There are more and more workers who start businesses out of necessity rather than vocation. Specifically, 65% of the non-salaried population, that is, two out of every three. Although the percentage is slightly lower than two years ago (70%), it is almost three times higher than in 2019, when the bulk of obligated self-employed workers only reached 25%, according to the Bank of Spain. These are the data collected by the latest survey Job supply and demand in Spain, prepared by Infoempleo and published this Tuesday. The document frames the situation of self-employed workers, a group that is made up of 3,333,617 people in the country, according to the latest data on RETA affiliations, which is equivalent to 16% of the total number of employees.
The survey sheds light on the collective’s chiaroscuros. Two out of three respondents admit that they would prefer to have a full-time job because it would give them more peace of mind. Miguel Vila, spokesperson for the self-employed association UATAE (linked to CC OO), is not surprised by the results. He believes that the precariousness of the sector is driven by companies that hire false self-employed workers to save costs, salaries and Social Security contributions, and cites the branch of riders or home delivery workers as an example. “The problem is more pronounced in women, who turn to the self-employed labor market as a refuge job, with an initial precariousness that is difficult to overcome,” he adds.
Workers specify that high taxation and high administrative burdens are the main obstacle they must face while remaining non-salaried. And they add that the current economic context, the difficulties in obtaining financing and finding clients represent other problems that they now have to face. Last week the European Central Bank raised interest rates again by a quarter point to 4.25%, which has made access to credit more expensive to a new 20-year high.
The results of the study coincide with those of the Barometer of the National Federation of Associations of Entrepreneurs and Self-Employed Workers (ATA), published this summer, which highlights that 90% of self-employed workers in Spain increased expenses in their businesses during the last year. A similar report, prepared by the Bank of Spain and published this week, revealed that the majority of businessmen have increased the price of products to compensate for these increases.

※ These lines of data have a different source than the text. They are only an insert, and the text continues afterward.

//! Key paths
//!
//! Non-empty sequences of string segments.

use std::fmt;

use crate::error::{JsonDbError, Result};

/// An ordered, non-empty sequence of keys addressing a nested document
#[derive(Debug, Clone, PartialEq, Eq, Hash)]
pub struct KeyPath {
    segments: Vec<String>,
}

impl KeyPath {
    /// Build a path from explicit segments
    ///
    /// Fails with `EmptyKeyPath` when no segment is given.
    pub fn new(segments: Vec<String>) -> Result<Self> {
        if segments.is_empty() {
            return Err(JsonDbError::EmptyKeyPath);
        }
        Ok(Self { segments })
    }

    /// Build a path from anything yielding string-like segments
    pub fn from_segments<I, S>(segments: I) -> Result<Self>
    where
        I: IntoIterator<Item = S>,
        S: Into<String>,
    {
        Self::new(segments.into_iter().map(Into::into).collect())
    }

    /// A single-segment path addressing a root entry
    pub fn from_segment(segment: impl Into<String>) -> Self {
        Self {
            segments: vec![segment.into()],
        }
    }

    /// The root-level key
    pub fn root(&self) -> &str {
        &self.segments[0]
    }

    /// Segments below the root key (empty for a root path)
    pub fn rest(&self) -> &[String] {
        &self.segments[1..]
    }

    /// The last segment, the key removed or assigned by a mutation
    pub fn leaf(&self) -> &str {
        &self.segments[self.segments.len() - 1]
    }

    /// Every segment except the leaf
    pub fn parents(&self) -> &[String] {
        &self.segments[..self.segments.len() - 1]
    }

    pub fn segments(&self) -> &[String] {
        &self.segments
    }

    pub fn len(&self) -> usize {
        self.segments.len()
    }

    /// Whether the path addresses a root entry directly
    pub fn is_root(&self) -> bool {
        self.segments.len() == 1
    }
}

impl TryFrom<Vec<String>> for KeyPath {
    type Error = JsonDbError;

    fn try_from(segments: Vec<String>) -> Result<Self> {
        Self::new(segments)
    }
}

impl From<&str> for KeyPath {
    fn from(segment: &str) -> Self {
        Self::from_segment(segment)
    }
}

impl fmt::Display for KeyPath {
    fn fmt(&self, f: &mut fmt::Formatter<'_>) -> fmt::Result {
        write!(f, "{}", self.segments.join("."))
    }
}
//! Command parser
//!
//! Turns a raw request document into a validated [`Command`]. Nothing that
//! fails here ever reaches the storage engine.

use crate::document::{Document, KeyPath};
use crate::error::{JsonDbError, Result};

use super::{Command, CommandType, Request};

/// Decode and validate a raw request
pub fn parse_command(raw: &str) -> Result<Command> {
    let request = Request::from_json(raw)
        .map_err(|_| JsonDbError::InvalidRequest("invalid format".to_string()))?;

    command_from_request(request)
}

/// Validate an already decoded request
///
/// `get`, `set` and `delete` need a key, `set` also needs a value, `exit`
/// takes neither (extra fields are ignored).
pub fn command_from_request(request: Request) -> Result<Command> {
    let command_type: CommandType = request.kind.parse()?;

    match command_type {
        CommandType::Get => Ok(Command::Get {
            path: required_path(request.key, command_type)?,
        }),
        CommandType::Set => {
            let path = required_path(request.key, command_type)?;
            let value = request.value.ok_or_else(|| {
                JsonDbError::InvalidRequest(format!(
                    "Value is required for {} command",
                    command_type
                ))
            })?;
            Ok(Command::Set { path, value })
        }
        CommandType::Delete => Ok(Command::Delete {
            path: required_path(request.key, command_type)?,
        }),
        CommandType::Exit => Ok(Command::Exit),
    }
}

fn required_path(key: Option<Document>, command_type: CommandType) -> Result<KeyPath> {
    let key = key.ok_or_else(|| {
        JsonDbError::InvalidRequest(format!("Key is required for {} command", command_type))
    })?;

    parse_key(key)
}

/// A key is either one string or an array of strings
pub fn parse_key(key: Document) -> Result<KeyPath> {
    let segments = match key {
        Document::String(segment) => vec![segment],
        Document::Array(items) => items
            .into_iter()
            .map(|item| match item {
                Document::String(segment) => Ok(segment),
                _ => Err(malformed_key()),
            })
            .collect::<Result<Vec<_>>>()?,
        _ => return Err(malformed_key()),
    };

    KeyPath::new(segments).map_err(|_| {
        JsonDbError::InvalidRequest("key path must not be empty".to_string())
    })
}

fn malformed_key() -> JsonDbError {
    JsonDbError::InvalidRequest("key must be a string or an array of strings".to_string())
}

Infoempleo’s work also explains that almost 70% of self-employed workers used their own capital to start their business; Almost 28% resorted to bank loans and 22% asked family and friends for money. The UATAE spokesperson believes that self-financing poses a long-term risk because the vast majority of businesses do not end up consolidating. “We must establish a fairer tax system that lowers the requirements for SMEs and micro-SMEs and raises them for large companies,” he specifies. “Otherwise, the fiscal conditions end up condemning entrepreneurs who have tried to civil death,” he explains.
The survey results also reflect the time that self-employed workers spend on their businesses. Almost 36% of workers, the highest percentage, work six days a week. For 32.81%, the day lasts five days and 26.56% confess that their activities take place from Monday to Sunday. Vila comments that the figures are worrying. “Many self-employed workers cannot disconnect a single day in the week because doing so means putting their income at risk,” he concludes.
In the photo of Spanish non-salaried workers there is also more hopeful data: more than half of those surveyed themselves admit that they are happier since they are self-employed. 42.71% of workers answer that the main advantage that their condition gives them is being able to establish their own work schedules; Another 33.85% respond that they enjoy working on what they like most and a smaller number, 28.13%, respond that being self-employed gives them a greater sense of freedom.